Saudara-saudari yang terkasih, inilah tantangan besar kita. Kita telah menerima rahmat yang begitu besar dari Allah yaitu kerahiman sempurna. Sekarang… apakah kita sanggup memberikan pengampunan sempurna kepada orang lain? Kita membutuhkan rahmat kerendahan hati, dan pengorbanan yang besar dari Allah untuk sanggup melakukannya. Namun, dari bacaan Injil kali ini, kita dapat melihat satu titik yang membuat kita bisa lebih mudah mengampuni orang lain, yaitu pengalaman kerahiman dari Allah.
Seperti halnya kita tidak mungkin mengasihi orang lain kalau belum pernah mengalami pengalaman dikasihi Allah, begitu pula dengan pengampunan. Kita tidak mungkin dapat mengampuni orang lain kalau belum menyadari pengalaman pengampunan dari Allah. Pengalaman ini bisa dari hal-hal sepele, seperti diampuni teman atas kelalaian kita, pengampunan dari guru karena lupa mengerjakan PR (walaupun kemudian disuruh menulis sebanyak 100 kali ‘aku berjanji.. bla-bla-bla’), atau kasih orang tua yang memaafkan kita karena sudah merusakkan barang tertentu miliki mereka.

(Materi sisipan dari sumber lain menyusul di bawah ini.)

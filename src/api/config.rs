//! Config API endpoints

use axum::{Json, extract::State as AxumState, http::StatusCode, response::IntoResponse};
use serde::Serialize;
use serde_json::json;
use tracing::{error, info};

use crate::{AssemblaSettings, SharedState, reload_config};

/// Settings as shown to clients; secrets are never included
#[derive(Debug, Serialize)]
pub struct ConfigResponse {
    pub path: String,
    pub assembla: AssemblaSettings,
    pub api_enabled: bool,
    pub webhook_signature_required: bool,
    pub max_builds: usize,
    pub job_count: usize,
}

/// GET /api/config - Current global settings
pub async fn get_config(AxumState(state): AxumState<SharedState>) -> impl IntoResponse {
    let config = state.config.read().unwrap_or_else(|p| p.into_inner());

    Json(ConfigResponse {
        path: state.config_path.to_string_lossy().into_owned(),
        assembla: config.assembla.clone(),
        api_enabled: config.assembla.has_credentials(),
        webhook_signature_required: config
            .webhook_secret
            .as_ref()
            .is_some_and(|s| !s.is_empty()),
        max_builds: config.max_builds,
        job_count: config.jobs.len(),
    })
}

/// POST /api/reload - Reload configuration from disk and re-sync triggers
pub async fn reload_config_endpoint(AxumState(state): AxumState<SharedState>) -> impl IntoResponse {
    let result = match reload_config(&state.config_path).await {
        Ok(new_config) => {
            let job_count = new_config.jobs.len();
            state.reload(new_config).await.map(|()| job_count)
        }
        Err(e) => Err(e),
    };

    match result {
        Ok(job_count) => {
            info!(
                "Configuration reloaded from {:?}, {} job(s)",
                state.config_path, job_count
            );
            Json(json!({
                "status": "success",
                "message": "Configuration reloaded successfully"
            }))
            .into_response()
        }
        Err(e) => {
            error!("Failed to reload config: {}", e);
            (
                StatusCode::INTERNAL_SERVER_ERROR,
                Json(json!({
                    "status": "error",
                    "message": e.to_string()
                })),
            )
                .into_response()
        }
    }
}
//! Build invocation
//!
//! Turns a [`Cause`] into the parameter set of a build and hands both to the
//! scheduler.

use std::collections::BTreeMap;
use tracing::{error, info};

use crate::JobDefinition;
use crate::cause::Cause;
use crate::error::Result;
use crate::scheduler::{BuildHandle, BuildScheduler};

pub const MERGE_REQUEST_ID_PARAM: &str = "assemblaMergeRequestId";
pub const SOURCE_SPACE_ID_PARAM: &str = "assemblaSourceSpaceId";
pub const SOURCE_REPOSITORY_PARAM: &str = "assemblaSourceRepository";
pub const SOURCE_BRANCH_PARAM: &str = "assemblaSourceBranch";
pub const TARGET_BRANCH_PARAM: &str = "assemblaTargetBranch";
pub const DESCRIPTION_PARAM: &str = "assemblaDescription";

/// Build parameters, name to value, in stable order
pub type ParameterSet = BTreeMap<String, String>;

/// Job defaults overlaid with the cause values. Cause values always win,
/// including empty ones.
pub fn merge_parameters(defaults: &BTreeMap<String, String>, cause: &Cause) -> ParameterSet {
    let details = cause.details();
    let mut values = defaults.clone();

    let cause_values = [
        (
            MERGE_REQUEST_ID_PARAM,
            cause
                .merge_request_id()
                .map(|id| id.to_string())
                .unwrap_or_default(),
        ),
        (SOURCE_SPACE_ID_PARAM, details.source_space_id.clone()),
        (SOURCE_REPOSITORY_PARAM, details.source_repository_name.clone()),
        (SOURCE_BRANCH_PARAM, details.source_branch.clone()),
        (TARGET_BRANCH_PARAM, cause.target_branch().to_string()),
        (DESCRIPTION_PARAM, cause.description().to_string()),
    ];
    for (name, value) in cause_values {
        values.insert(name.to_string(), value);
    }
    values
}

/// Schedules `job` for `cause`.
pub async fn invoke(
    scheduler: &dyn BuildScheduler,
    job: &JobDefinition,
    cause: Cause,
) -> Result<BuildHandle> {
    let parameters = merge_parameters(&job.parameters, &cause);
    info!(
        "Starting job '{}' (space '{}', repo '{}'): {}",
        job.name,
        job.space_name,
        job.repo_name,
        cause.short_description()
    );

    scheduler
        .schedule(&job.id(), job.quiet_period_secs, cause, parameters)
        .await
        .inspect_err(|e| error!("Could not schedule job '{}': {}", job.name, e))
}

Ada begitu banyak pengalaman kasih dan pengampunan yang kita terima. Apabila kita mau rajin sedikit, kita bisa membuat semacam list dan menghitung semua itu. Pasti jumlahnya lebih banyak daripada pengalaman buruk yang kita terima. Semua ini bisa menghantarkan kita pada kesadaran bahwa Allah luar biasa baik padaku.
Tentu semua tidak akan sekali jadi, bum! Kita sukses menjadi pemberi kerahiman yang sempurna. Akan ada proses untuk menghidupinya, dan dalam proses itulah kita bertumbuh dalam iman. Semoga Tuhan senantiasa memberikan Rahmat-Nya kepada kita, untuk terus meneladani kerahiman sempurna-Nya.